According to economist Robert Higgs: yes.
In the political response to the Covid-19 pandemic, everything is proceeding just as economist Robert Higgs has foreseen. But that doesn’t make it any easier for him to watch it. “I have an overwhelming feeling that I am reliving a bad experience I’ve lived through several times before, only this time it’s worse,” Higgs says. “I have no doubt that even if the current situation plays out in the best imaginable way, it will leave an abundance of legacies for the worse so far as people’s freedom is concerned.”…
Higgs sees government, as usual, vastly expanding during the crisis, and he’s sure that it will not shrink back to its former scale once the crisis is over. It never does, as he famously documented in his 1987 book, Crisis and Leviathan: Critical Episodes in the Growth of American Government, and in later works exploring this “ratchet effect.”
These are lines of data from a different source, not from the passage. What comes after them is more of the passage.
//! Poll a condition until it holds, a deadline passes, or shutdown.
//!
//! Used by the existence gate: the first probe runs immediately, later
//! probes follow at a fixed interval, and the final sleep is clamped so the
//! loop never waits past the deadline.

use async_trait::async_trait;
use std::time::{Duration, Instant};
use tokio_util::sync::CancellationToken;
use tracing::{debug, info};

/// A condition that can be checked repeatedly.
#[async_trait]
pub trait Probe: Send {
    /// The error type for this probe.
    type Error: std::error::Error + Send;

    /// Check the condition once. `Ok(false)` means "not yet".
    async fn probe(&mut self) -> Result<bool, Self::Error>;
}

/// How a polling loop ended.
#[derive(Debug, Clone, Copy, PartialEq, Eq)]
pub enum PollOutcome {
    /// The probe reported the condition as met.
    Ready { probes: u32, elapsed: Duration },
    /// The deadline passed before the condition was met.
    TimedOut { probes: u32, elapsed: Duration },
    /// Shutdown was requested.
    Shutdown,
}

/// Run `probe` every `interval` until it succeeds or `timeout` elapses.
///
/// Probe errors end the loop and are returned as-is.
pub async fn poll_until<P: Probe>(
    probe: &mut P,
    interval: Duration,
    timeout: Duration,
    shutdown: &CancellationToken,
    name: &str,
) -> Result<PollOutcome, P::Error> {
    let start = Instant::now();
    let mut probes = 0;

    loop {
        let ready = tokio::select! {
            biased;

            _ = shutdown.cancelled() => {
                info!(target = name, "Shutdown requested while probing");
                return Ok(PollOutcome::Shutdown);
            }

            result = probe.probe() => result?,
        };
        probes += 1;

        let elapsed = start.elapsed();
        if ready {
            return Ok(PollOutcome::Ready { probes, elapsed });
        }
        if elapsed >= timeout {
            return Ok(PollOutcome::TimedOut { probes, elapsed });
        }

        let wait = interval.min(timeout - elapsed);
        debug!(
            target = name,
            probes,
            "Condition not met, waiting {}ms before next probe",
            wait.as_millis()
        );
        if shutdown
            .run_until_cancelled(tokio::time::sleep(wait))
            .await
            .is_none()
        {
            info!(target = name, "Shutdown requested during poll wait");
            return Ok(PollOutcome::Shutdown);
        }
    }
}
“I believe the crisis will produce a net increase in the government’s size, scope, and power,” he says. “That includes regulations. Some may be scrapped, but those that have been set aside in response to the crisis will likely be reinstated after the crisis has waned, because the political forces that caused them to be created in the first place will still exist—same special-interest lobbies, same politicians selling favors to the highest bidder, same capacity to slip anti-competitive clauses into huge statutes, and so forth.” The only way to curtail such overreach, he adds, is to “shrink the power of the state, and it will be a cold day in hell when that happens.”
It certainly won’t happen any time soon, given the unprecedented shutdown of the economy and abrogation of civil liberties—mostly done with widespread approval, according to public-opinion surveys. It may seem astonishing for Americans to surrender their freedom so willingly, but Higgs isn’t surprised.
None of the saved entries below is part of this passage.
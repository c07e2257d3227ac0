//! Configuration for spillway workflows.

use indexmap::IndexMap;
use serde::{Deserialize, Serialize};
use std::time::Duration;

use sluice_core::config::{GlobalConfig, Mergeable, MetricsConfig, StorageLocation};
use sluice_core::error::ConfigError;
use sluice_core::storage::{BackendConfig, split_object_url};
use sluice_core::warehouse::{BigQueryConfig, TableName, quote_identifier};
use sluice_core::{AppConfig, PipelineContext};
use tracing::info;

use crate::workflow::WorkflowPipeline;

sluice_core::component_key!(
    /// Identifier for a workflow in spillway configuration.
    WorkflowKey
);

/// How long to wait for the source object, and how often to look.
#[derive(Debug, Clone, Serialize, Deserialize)]
#[serde(deny_unknown_fields)]
pub struct SensorConfig {
    #[serde(default = "default_sensor_timeout")]
    pub timeout_secs: u64,
    #[serde(default = "default_poke_interval")]
    pub poke_interval_secs: u64,
}

fn default_sensor_timeout() -> u64 {
    300
}

fn default_poke_interval() -> u64 {
    30
}

impl Default for SensorConfig {
    fn default() -> Self {
        Self {
            timeout_secs: default_sensor_timeout(),
            poke_interval_secs: default_poke_interval(),
        }
    }
}

impl SensorConfig {
    pub fn timeout(&self) -> Duration {
        Duration::from_secs(self.timeout_secs)
    }

    pub fn poke_interval(&self) -> Duration {
        Duration::from_secs(self.poke_interval_secs)
    }
}

/// Bulk load of the source CSV into the staging table.
#[derive(Debug, Clone, Serialize, Deserialize)]
#[serde(deny_unknown_fields)]
pub struct LoadConfig {
    /// Fully-qualified staging table, replaced on every run.
    pub staging_table: TableName,
    #[serde(default = "default_field_delimiter")]
    pub field_delimiter: String,
    #[serde(default = "default_skip_leading_rows")]
    pub skip_leading_rows: u32,
    /// Accept rows missing trailing columns.
    #[serde(default = "default_true")]
    pub allow_jagged_rows: bool,
    /// Ignore values beyond the detected columns.
    #[serde(default = "default_true")]
    pub ignore_unknown_values: bool,
}

fn default_field_delimiter() -> String {
    ",".to_string()
}

fn default_skip_leading_rows() -> u32 {
    1
}

fn default_true() -> bool {
    true
}

/// A column projected by the per-category view.
#[derive(Debug, Clone, PartialEq, Eq, Serialize, Deserialize)]
#[serde(deny_unknown_fields)]
pub struct ViewColumn {
    /// Column name in the staging data.
    pub name: String,
    /// Name exposed by the view.
    pub alias: String,
}

impl ViewColumn {
    pub fn new(name: impl Into<String>, alias: impl Into<String>) -> Self {
        Self {
            name: name.into(),
            alias: alias.into(),
        }
    }
}

/// Where and how the per-category tables and views are created.
#[derive(Debug, Clone, Serialize, Deserialize)]
#[serde(deny_unknown_fields)]
pub struct DerivedConfig {
    /// Dataset holding `<identifier><table_suffix>` tables.
    pub table_dataset: String,
    /// Dataset holding the views; the table dataset if unset.
    #[serde(default)]
    pub view_dataset: Option<String>,
    #[serde(default = "default_table_suffix")]
    pub table_suffix: String,
    #[serde(default = "default_view_suffix")]
    pub view_suffix: String,
    #[serde(default = "default_view_columns")]
    pub view_columns: Vec<ViewColumn>,
    /// Boolean column the view filters on.
    #[serde(default = "default_filter_column")]
    pub filter_column: String,
    /// Rows are kept where `filter_column` equals this value.
    #[serde(default)]
    pub filter_value: bool,
}

fn default_table_suffix() -> String {
    "_table".to_string()
}

fn default_view_suffix() -> String {
    "_view".to_string()
}

fn default_view_columns() -> Vec<ViewColumn> {
    vec![
        ViewColumn::new("Year", "year"),
        ViewColumn::new("Disease Name", "disease_name"),
        ViewColumn::new("Disease Category", "disease_category"),
        ViewColumn::new("Prevalence Rate", "prevalence_rate"),
        ViewColumn::new("Incidence Rate", "incidence_rate"),
    ]
}

fn default_filter_column() -> String {
    "Availability of Vaccines Treatment".to_string()
}

impl DerivedConfig {
    pub fn view_dataset(&self) -> &str {
        self.view_dataset.as_deref().unwrap_or(&self.table_dataset)
    }
}

/// What to do when two category values sanitize to the same identifier.
#[derive(Debug, Clone, Copy, Default, PartialEq, Eq, Serialize, Deserialize)]
#[serde(rename_all = "lowercase")]
pub enum CollisionPolicy {
    /// Fail the run before any table is created.
    #[default]
    Reject,
    /// Keep the first value (by raw value order) as is, suffix the rest.
    Disambiguate,
}

fn default_partition_column() -> String {
    "country".to_string()
}

/// One load-and-fan-out workflow.
#[derive(Debug, Clone, Serialize, Deserialize)]
#[serde(deny_unknown_fields)]
pub struct WorkflowConfig {
    /// Full URL of the source object, e.g. `gs://bucket/uploads/data_2025-04-27.csv`.
    pub source: StorageLocation,
    #[serde(default)]
    pub sensor: SensorConfig,
    pub warehouse: BigQueryConfig,
    pub load: LoadConfig,
    /// Column whose distinct values drive the fan-out.
    #[serde(default = "default_partition_column")]
    pub partition_column: String,
    pub derived: DerivedConfig,
    #[serde(default)]
    pub on_collision: CollisionPolicy,
}

/// Main configuration for spillway.
///
/// # Example
///
/// ```yaml
/// workflows:
///   health:
///     source:
///       url: gs://data-engineering/uploads/global_health_data_2025-04-27.csv
///     warehouse:
///       project_id: analytics-prod
///     load:
///       staging_table: analytics-prod.staging_data.global_data
///     derived:
///       table_dataset: reporting
///
/// global:
///   retries: 1
///   max_parallel_jobs: 16
/// ```
#[derive(Debug, Clone, Default, Serialize, Deserialize)]
#[serde(deny_unknown_fields)]
pub struct SpillwayConfig {
    /// Named workflow configurations.
    #[serde(default)]
    pub workflows: IndexMap<WorkflowKey, WorkflowConfig>,
    /// Global configuration options.
    #[serde(default)]
    pub global: GlobalConfig,
    /// Metrics configuration.
    #[serde(default)]
    pub metrics: MetricsConfig,
}

impl Mergeable for SpillwayConfig {
    type Key = WorkflowKey;
    type Component = WorkflowConfig;

    const COMPONENT_NAME: &'static str = "workflow";

    fn components(&self) -> &IndexMap<WorkflowKey, WorkflowConfig> {
        &self.workflows
    }

    fn components_mut(&mut self) -> &mut IndexMap<WorkflowKey, WorkflowConfig> {
        &mut self.workflows
    }

    fn global(&self) -> &GlobalConfig {
        &self.global
    }

    fn global_mut(&mut self) -> &mut GlobalConfig {
        &mut self.global
    }

    fn metrics(&self) -> &MetricsConfig {
        &self.metrics
    }

    fn metrics_mut(&mut self) -> &mut MetricsConfig {
        &mut self.metrics
    }

    fn validate_component(key: &WorkflowKey, workflow: &WorkflowConfig) -> Vec<ConfigError> {
        let mut errors = Vec::new();
        let component = Self::COMPONENT_NAME;
        let key = key.to_string();

        let empty = |field| ConfigError::EmptyField {
            component,
            key: key.clone(),
            field,
        };
        let invalid = |field, message: String| ConfigError::InvalidField {
            component,
            key: key.clone(),
            field,
            message,
        };

        let url = &workflow.source.url;
        if url.is_empty() {
            errors.push(empty("source.url"));
        } else if let Err(e) =
            split_object_url(url).and_then(|(parent, _)| BackendConfig::parse_url(parent))
        {
            errors.push(invalid("source.url", e.to_string()));
        }

        if workflow.sensor.poke_interval_secs == 0 {
            errors.push(invalid("sensor.poke_interval_secs", "must be positive".into()));
        }

        if workflow.warehouse.project_id.is_empty() {
            errors.push(empty("warehouse.project_id"));
        }
        if workflow.warehouse.query_timeout_secs == 0 {
            errors.push(invalid("warehouse.query_timeout_secs", "must be positive".into()));
        }

        if workflow.load.field_delimiter.is_empty() {
            errors.push(empty("load.field_delimiter"));
        }

        if let Err(e) = quote_identifier(&workflow.partition_column) {
            errors.push(invalid("partition_column", e.to_string()));
        }

        let derived = &workflow.derived;
        let project = &workflow.warehouse.project_id;
        for (field, dataset) in [
            ("derived.table_dataset", derived.table_dataset.as_str()),
            ("derived.view_dataset", derived.view_dataset()),
        ] {
            if dataset.is_empty() {
                errors.push(empty(field));
            } else if project.is_empty() {
                continue;
            } else if let Err(e) = TableName::new(project.as_str(), dataset, "probe") {
                errors.push(invalid(field, e.to_string()));
            }
        }

        if derived.view_columns.is_empty() {
            errors.push(empty("derived.view_columns"));
        }
        for column in &derived.view_columns {
            for name in [&column.name, &column.alias] {
                if let Err(e) = quote_identifier(name) {
                    errors.push(invalid("derived.view_columns", e.to_string()));
                }
            }
        }
        if let Err(e) = quote_identifier(&derived.filter_column) {
            errors.push(invalid("derived.filter_column", e.to_string()));
        }

        errors
    }
}

impl AppConfig for SpillwayConfig {
    type Pipeline = WorkflowPipeline;

    fn create_pipelines(&self, context: PipelineContext) -> Vec<WorkflowPipeline> {
        self.workflows
            .iter()
            .map(|(key, workflow)| {
                WorkflowPipeline::new(key.clone(), workflow.clone(), context.clone())
            })
            .collect()
    }

    fn log_startup_info(&self) {
        info!(
            "Starting spillway with {} workflow(s)",
            self.workflows.len()
        );
        for (key, workflow) in &self.workflows {
            info!(
                "  Workflow: {} ({} -> {})",
                key, workflow.source.url, workflow.load.staging_table
            );
        }
    }
}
“Americans, for the most part, are so liable to being terrified by government agencies and their kept media that they lose almost all judgment when told that a horrible threat of mass death hangs over them,” he says. “I foresee the worst depression since the Great Depression right around the corner. That alone would be enough to bring forth a host of bad government policies with long-lasting consequences. Many such policies have already been adopted. But much more awaits us along these lines.”